Обрадован известием о вашей поездке в Бат, поскольку это доставит мне удовольствие засвидетельствовать свое почтение вашей матушке – сам я буду там с двадцатого. Впрочем надеюсь, что ее визит не вызван ухудшением здоровья, или беспокойством по поводу прежних ее недугов.
– Он всегда так внимателен к моим болезням, и так подходит для Сисси: заполучи она его, это же будет свой доктор в семье, всегда под рукой. Ни и пускай малость папист. Мы же все христиане, не так ли?
Прошу, передайте ей, что если я смогу быть чем‑ нибудь полезен, я в ее полном распоряжении. Размещаться я буду у леди Кейт, в Лэндсдаун‑ Креснт. Буду я один, поскольку капитан Обри под арестом в Портсмуте.
– Он, как вижу, почти одних со мной взглядов: рвет все связи, как положено благоразумному джентльмену.
На том, моя дорогая мисс Уильямс, передавайте мои наилучшие пожелания вашей матушке, мисс Сесилии и мисс Фрэнсис…

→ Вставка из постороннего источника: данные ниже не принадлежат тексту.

//! 65C816 variant configuration.

/// Which package of the chip.
#[derive(Debug, Clone, Copy, PartialEq, Eq, Default)]
#[cfg_attr(feature = "serde", derive(serde::Serialize, serde::Deserialize))]
pub enum Variant {
    /// 24-bit address bus.
    #[default]
    W65C816,
    /// 65C816 core in a 6502 pinout: bank bytes never reach the bus.
    W65C802,
}

/// Construction-time CPU options.
#[derive(Debug, Clone, Copy, PartialEq, Eq, Default)]
#[cfg_attr(feature = "serde", derive(serde::Serialize, serde::Deserialize))]
pub struct Cpu65816Config {
    pub variant: Variant,
    /// Offer every COP to [`Host::rom_trap`](mos_6502::Host::rom_trap).
    pub rom_traps: bool,
}

impl Cpu65816Config {
    /// Mask applied to every address put on the bus.
    #[must_use]
    pub const fn address_mask(&self) -> u32 {
        match self.variant {
            Variant::W65C816 => 0x00FF_FFFF,
            Variant::W65C802 => 0x0000_FFFF,
        }
    }
}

– И так далее. Очень милое, уважительное письмо, в правильных выражениях, надеюсь только, что он нашел надежного человека среди своих знакомых. Почерк, полагаю, мужской – не женский. Такое письмо можно диктовать исключительно джентльмену. Можешь забрать его, Софи. Не вижу препятствий повстречаться в Бате с доктором Мэтьюрином: он достойный человек – не транжира. Очень даже подходит для Сесилии. Никогда еще мужчине не требовалась так жена, да и сестре твоей не мешает найти мужа. Все эти офицеры милиции, и поданный ей пример – это ей не к чему – чем быстрее она удачно выйдет замуж, тем лучше. Мне хотелось бы, чтобы в Бате ты как можно чаще оставляла их вместе наедине.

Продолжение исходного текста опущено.